On December 22, 2010, the Commission ruled in favor, issuing a set of five legally-binding recommendations, or “precautionary measures,” to the Haitian government that mirrored the petition’s demands, thus mapping out an essential blueprint for addressing rape:
Ensure medical and psychological care to rape survivors.
Install lighting and implement effective security measures in displacement camps
Ensure that public officials are trained to respond appropriately to incidents of sexual violence.
Create special units within law enforcement to investigate violence against women and girls.
Guarantee access for grassroots women’s groups in planning and policy-making to address sexual violence.
Bringing human rights home
Since that favorable decision from the Commission, Haitian grassroots organizations, MADRE, and members of the Haitian government have worked to implement the Commission’s recommendations. Three interactive workshops were held in Port-au-Prince in 2012 and 2013, which brought together representatives from civil society, various sectors of the Haitian government and members of the international human rights community for collaborative dialogues on ways to address gender-based violence in Haiti. Three interactive workshops were held in Port-au-Prince in 2012 and 2013. The third was co-sponsored by the Nobel Women’s Initiative and WE ADVANCE, whose co-founder Rebecca Guillaume joins me in Belfast for the Initiative's fourth international conference of women peace activists, Moving Beyond Militarism and War: women-driven solutions for a nonviolent world.
The workshops resulted in enhanced cooperation between the Haitian National Police and KOFAVIV. An agreement was reached on the immediate referral of survivors of rape to the Women’s Center by the police; collaborative creation by civil society organizations, Haitian government officials and international human rights experts of protocols for the treatment of survivors of gender-based violence by police, medical personnel, judges and lawyers; and a comprehensive series of revisions to the Haitian legal code addressing gender-based violence.
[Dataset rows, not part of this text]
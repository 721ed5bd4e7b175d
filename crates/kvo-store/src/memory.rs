//! In-memory store backend.
//!
//! [`InMemoryStore`] behaves like a single connection to a Redis-compatible
//! server whose data lives in process memory. It implements every command of
//! [`KeyValueStore`] with the server's semantics, including `LPUSH` head
//! insertion, negative range offsets, `RENAME` carrying the TTL, and lazy
//! expiry. Data is lost when the store is dropped.

use std::collections::{HashMap, VecDeque};
use std::sync::atomic::{AtomicU32, Ordering};
use std::sync::RwLock;
use std::time::{Duration, Instant};

use async_trait::async_trait;
use tracing::debug;

use crate::config::StoreConfig;
use crate::error::{StoreError, StoreResult};
use crate::traits::KeyValueStore;

/// A stored value. Lists and hashes never share a key.
#[derive(Clone, Debug)]
enum Value {
    List(VecDeque<String>),
    Hash(HashMap<String, String>),
}

#[derive(Clone, Debug)]
struct Entry {
    value: Value,
    expires_at: Option<Instant>,
}

impl Entry {
    fn new(value: Value) -> Self {
        Self {
            value,
            expires_at: None,
        }
    }

    fn is_expired(&self, now: Instant) -> bool {
        self.expires_at.is_some_and(|at| at <= now)
    }
}

/// One logical database.
#[derive(Debug, Default)]
struct Database {
    entries: HashMap<String, Entry>,
}

impl Database {
    /// Entry for `key` unless it is absent or past its TTL.
    fn live(&self, key: &str) -> Option<&Entry> {
        self.entries
            .get(key)
            .filter(|entry| !entry.is_expired(Instant::now()))
    }

    /// Drop `key` if its TTL has elapsed. Called before every write.
    fn evict_expired(&mut self, key: &str) {
        let now = Instant::now();
        if self.entries.get(key).is_some_and(|e| e.is_expired(now)) {
            self.entries.remove(key);
        }
    }

    fn list(&self, key: &str) -> StoreResult<Option<&VecDeque<String>>> {
        match self.live(key).map(|e| &e.value) {
            None => Ok(None),
            Some(Value::List(list)) => Ok(Some(list)),
            Some(_) => Err(wrong_type(key)),
        }
    }

    fn list_or_create(&mut self, key: &str) -> StoreResult<&mut VecDeque<String>> {
        self.evict_expired(key);
        let entry = self
            .entries
            .entry(key.to_string())
            .or_insert_with(|| Entry::new(Value::List(VecDeque::new())));
        match &mut entry.value {
            Value::List(list) => Ok(list),
            Value::Hash(_) => Err(wrong_type(key)),
        }
    }

    fn hash(&self, key: &str) -> StoreResult<Option<&HashMap<String, String>>> {
        match self.live(key).map(|e| &e.value) {
            None => Ok(None),
            Some(Value::Hash(hash)) => Ok(Some(hash)),
            Some(_) => Err(wrong_type(key)),
        }
    }

    fn hash_or_create(&mut self, key: &str) -> StoreResult<&mut HashMap<String, String>> {
        self.evict_expired(key);
        let entry = self
            .entries
            .entry(key.to_string())
            .or_insert_with(|| Entry::new(Value::Hash(HashMap::new())));
        match &mut entry.value {
            Value::Hash(hash) => Ok(hash),
            Value::List(_) => Err(wrong_type(key)),
        }
    }
}

fn wrong_type(key: &str) -> StoreError {
    StoreError::WrongType {
        key: key.to_string(),
    }
}

/// Resolve a possibly negative index against a length.
fn resolve_index(len: usize, index: i64) -> Option<usize> {
    let len = len as i64;
    let idx = if index < 0 { len + index } else { index };
    (0..len).contains(&idx).then_some(idx as usize)
}

/// Clamp an inclusive `start..=stop` range the way `LRANGE` does.
fn resolve_range(len: usize, start: i64, stop: i64) -> Option<(usize, usize)> {
    let len = len as i64;
    let start = if start < 0 { (len + start).max(0) } else { start };
    let stop = if stop < 0 { len + stop } else { stop.min(len - 1) };
    if start >= len || start > stop {
        return None;
    }
    Some((start as usize, stop as usize))
}

/// In-memory, single-connection key-value store.
///
/// All databases live behind one `RwLock`; every command takes the lock once,
/// so each command is atomic with respect to every other. The selected
/// database is connection state shared by all clones of the `Arc` holding
/// this store, exactly like `SELECT` on a shared connection.
pub struct InMemoryStore {
    databases: RwLock<Vec<Database>>,
    selected: AtomicU32,
}

impl InMemoryStore {
    /// Create a store with the default number of databases.
    pub fn new() -> Self {
        Self::with_config(StoreConfig::default())
    }

    /// Create a store from explicit configuration.
    pub fn with_config(config: StoreConfig) -> Self {
        let databases = (0..config.databases.max(1))
            .map(|_| Database::default())
            .collect();
        Self {
            databases: RwLock::new(databases),
            selected: AtomicU32::new(0),
        }
    }

    /// Index of the currently selected database.
    pub fn selected_database(&self) -> u32 {
        self.selected.load(Ordering::Acquire)
    }

    /// Live keys in the selected database starting with `prefix`, sorted.
    pub fn keys_with_prefix(&self, prefix: &str) -> StoreResult<Vec<String>> {
        self.read_db(|db| {
            let now = Instant::now();
            let mut keys: Vec<String> = db
                .entries
                .iter()
                .filter(|(k, e)| k.starts_with(prefix) && !e.is_expired(now))
                .map(|(k, _)| k.clone())
                .collect();
            keys.sort();
            Ok(keys)
        })
    }

    /// Number of live keys in the selected database.
    pub fn key_count(&self) -> StoreResult<usize> {
        self.keys_with_prefix("").map(|keys| keys.len())
    }

    fn read_db<R>(&self, f: impl FnOnce(&Database) -> StoreResult<R>) -> StoreResult<R> {
        let dbs = self
            .databases
            .read()
            .map_err(|e| StoreError::LockPoisoned(e.to_string()))?;
        let index = self.selected_database();
        let db = dbs
            .get(index as usize)
            .ok_or(StoreError::InvalidDatabase(index))?;
        f(db)
    }

    fn write_db<R>(&self, f: impl FnOnce(&mut Database) -> StoreResult<R>) -> StoreResult<R> {
        let mut dbs = self
            .databases
            .write()
            .map_err(|e| StoreError::LockPoisoned(e.to_string()))?;
        let index = self.selected_database();
        let db = dbs
            .get_mut(index as usize)
            .ok_or(StoreError::InvalidDatabase(index))?;
        f(db)
    }
}

impl Default for InMemoryStore {
    fn default() -> Self {
        Self::new()
    }
}

impl std::fmt::Debug for InMemoryStore {
    fn fmt(&self, f: &mut std::fmt::Formatter<'_>) -> std::fmt::Result {
        f.debug_struct("InMemoryStore")
            .field("selected", &self.selected_database())
            .finish_non_exhaustive()
    }
}

#[async_trait]
impl KeyValueStore for InMemoryStore {
    async fn select(&self, db: u32) -> StoreResult<()> {
        let count = self
            .databases
            .read()
            .map_err(|e| StoreError::LockPoisoned(e.to_string()))?
            .len();
        if db as usize >= count {
            return Err(StoreError::InvalidDatabase(db));
        }
        self.selected.store(db, Ordering::Release);
        debug!(db, "selected database");
        Ok(())
    }

    async fn del(&self, key: &str) -> StoreResult<bool> {
        self.write_db(|db| {
            db.evict_expired(key);
            Ok(db.entries.remove(key).is_some())
        })
    }

    async fn rename(&self, from: &str, to: &str) -> StoreResult<()> {
        self.write_db(|db| {
            db.evict_expired(from);
            if !db.entries.contains_key(from) {
                return Err(StoreError::NoSuchKey {
                    key: from.to_string(),
                });
            }
            if from == to {
                return Ok(());
            }
            if let Some(entry) = db.entries.remove(from) {
                db.entries.insert(to.to_string(), entry);
            }
            Ok(())
        })
    }

    async fn expire(&self, key: &str, seconds: i64) -> StoreResult<bool> {
        let deadline = if seconds > 0 {
            let at = Instant::now()
                .checked_add(Duration::from_secs(seconds as u64))
                .ok_or_else(|| StoreError::InvalidExpireTime {
                    key: key.to_string(),
                    seconds,
                })?;
            Some(at)
        } else {
            None
        };
        self.write_db(|db| {
            db.evict_expired(key);
            let Some(deadline) = deadline else {
                return Ok(db.entries.remove(key).is_some());
            };
            match db.entries.get_mut(key) {
                Some(entry) => {
                    entry.expires_at = Some(deadline);
                    Ok(true)
                }
                None => Ok(false),
            }
        })
    }

    async fn llen(&self, key: &str) -> StoreResult<u64> {
        self.read_db(|db| Ok(db.list(key)?.map_or(0, |list| list.len() as u64)))
    }

    async fn lindex(&self, key: &str, index: i64) -> StoreResult<Option<String>> {
        self.read_db(|db| {
            let Some(list) = db.list(key)? else {
                return Ok(None);
            };
            Ok(resolve_index(list.len(), index).and_then(|i| list.get(i).cloned()))
        })
    }

    async fn lrange(&self, key: &str, start: i64, stop: i64) -> StoreResult<Vec<String>> {
        self.read_db(|db| {
            let Some(list) = db.list(key)? else {
                return Ok(Vec::new());
            };
            Ok(match resolve_range(list.len(), start, stop) {
                Some((from, to)) => list.range(from..=to).cloned().collect(),
                None => Vec::new(),
            })
        })
    }

    async fn lpush(&self, key: &str, values: &[String]) -> StoreResult<u64> {
        if values.is_empty() {
            return Err(StoreError::WrongArity { command: "lpush" });
        }
        self.write_db(|db| {
            let list = db.list_or_create(key)?;
            for value in values {
                list.push_front(value.clone());
            }
            Ok(list.len() as u64)
        })
    }

    async fn hget(&self, key: &str, field: &str) -> StoreResult<Option<String>> {
        self.read_db(|db| Ok(db.hash(key)?.and_then(|h| h.get(field).cloned())))
    }

    async fn hgetall(&self, key: &str) -> StoreResult<HashMap<String, String>> {
        self.read_db(|db| Ok(db.hash(key)?.cloned().unwrap_or_default()))
    }

    async fn hset(&self, key: &str, field: &str, value: &str) -> StoreResult<bool> {
        self.write_db(|db| {
            let hash = db.hash_or_create(key)?;
            Ok(hash.insert(field.to_string(), value.to_string()).is_none())
        })
    }

    async fn hmget(&self, key: &str, fields: &[String]) -> StoreResult<Vec<Option<String>>> {
        if fields.is_empty() {
            return Err(StoreError::WrongArity { command: "hmget" });
        }
        self.read_db(|db| {
            let hash = db.hash(key)?;
            Ok(fields
                .iter()
                .map(|f| hash.and_then(|h| h.get(f).cloned()))
                .collect())
        })
    }

    async fn hmset(&self, key: &str, pairs: &[(String, String)]) -> StoreResult<()> {
        if pairs.is_empty() {
            return Err(StoreError::WrongArity { command: "hmset" });
        }
        self.write_db(|db| {
            let hash = db.hash_or_create(key)?;
            for (field, value) in pairs {
                hash.insert(field.clone(), value.clone());
            }
            Ok(())
        })
    }

    async fn hdel(&self, key: &str, fields: &[String]) -> StoreResult<u64> {
        if fields.is_empty() {
            return Err(StoreError::WrongArity { command: "hdel" });
        }
        self.write_db(|db| {
            db.evict_expired(key);
            if db.hash(key)?.is_none() {
                return Ok(0);
            }
            let hash = db.hash_or_create(key)?;
            let removed = fields.iter().filter(|f| hash.remove(*f).is_some()).count();
            // An emptied hash stops existing.
            if hash.is_empty() {
                db.entries.remove(key);
            }
            Ok(removed as u64)
        })
    }

    async fn hexists(&self, key: &str, field: &str) -> StoreResult<bool> {
        self.read_db(|db| Ok(db.hash(key)?.is_some_and(|h| h.contains_key(field))))
    }

    async fn hincrby(&self, key: &str, field: &str, delta: i64) -> StoreResult<i64> {
        self.write_db(|db| {
            let hash = db.hash_or_create(key)?;
            let current = match hash.get(field) {
                Some(raw) => raw.parse::<i64>().map_err(|_| StoreError::NotAnInteger {
                    key: key.to_string(),
                    field: field.to_string(),
                })?,
                None => 0,
            };
            let next = current
                .checked_add(delta)
                .ok_or_else(|| StoreError::IncrementOverflow {
                    key: key.to_string(),
                    field: field.to_string(),
                })?;
            hash.insert(field.to_string(), next.to_string());
            Ok(next)
        })
    }

    async fn hincrbyfloat(&self, key: &str, field: &str, delta: f64) -> StoreResult<f64> {
        let not_a_float = || StoreError::NotAFloat {
            key: key.to_string(),
            field: field.to_string(),
        };
        if !delta.is_finite() {
            return Err(not_a_float());
        }
        self.write_db(|db| {
            let hash = db.hash_or_create(key)?;
            let current = match hash.get(field) {
                Some(raw) => raw
                    .trim()
                    .parse::<f64>()
                    .ok()
                    .filter(|v| v.is_finite())
                    .ok_or_else(not_a_float)?,
                None => 0.0,
            };
            let next = current + delta;
            if !next.is_finite() {
                return Err(not_a_float());
            }
            // Shortest round-trip decimal, never exponent form. The server
            // computes in long double, so the last digits of a value like
            // `0.1 + 0.2` can differ from what it would store.
            hash.insert(field.to_string(), next.to_string());
            Ok(next)
        })
    }

    async fn hlen(&self, key: &str) -> StoreResult<u64> {
        self.read_db(|db| Ok(db.hash(key)?.map_or(0, |h| h.len() as u64)))
    }

    async fn hkeys(&self, key: &str) -> StoreResult<Vec<String>> {
        self.read_db(|db| Ok(db.hash(key)?.map_or_else(Vec::new, |h| h.keys().cloned().collect())))
    }
}
use thiserror::Error;

#[derive(Debug, Error)]
pub enum SdkError {
    #[error("configuration error: {0}")]
    Config(String),

    #[error("I/O error: {0}")]
    Io(#[from] std::io::Error),

    #[error("store error: {0}")]
    Store(#[from] kvo_store::StoreError),
}

pub type SdkResult<T> = Result<T, SdkError>;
These revisions would expand the definition of rape and sexual assault, including violations within the context of marriage, making consent a central priority. They would legalize first trimester abortions, or abortions before 12 weeks, with provisions to account for dangers to the health of the pregnant woman, and they would also prohibit discrimination on the basis of sexual orientation, increasing penalties for such actions. These revisions to the Haitian legal code, if approved by the Haitian Parliament, would be a major advancement in legislation addressing gender-based violence and discrimination in Haiti. They have the potential to dramatically advance the discourse on women’s rights in Haiti.
Once the revisions are passed into law, the battle for implementation begins anew. Obstacles include women’s limited political participation and gaps between high-level policymakers and grassroots women.
The strongest hope to overcome these obstacles lies in the combination of direct service provision and human rights advocacy in partnership with grassroots women. This is a model that has enabled Haitian women to rebuild their lives and communities so far, and to work through the long and arduous process of changing the law.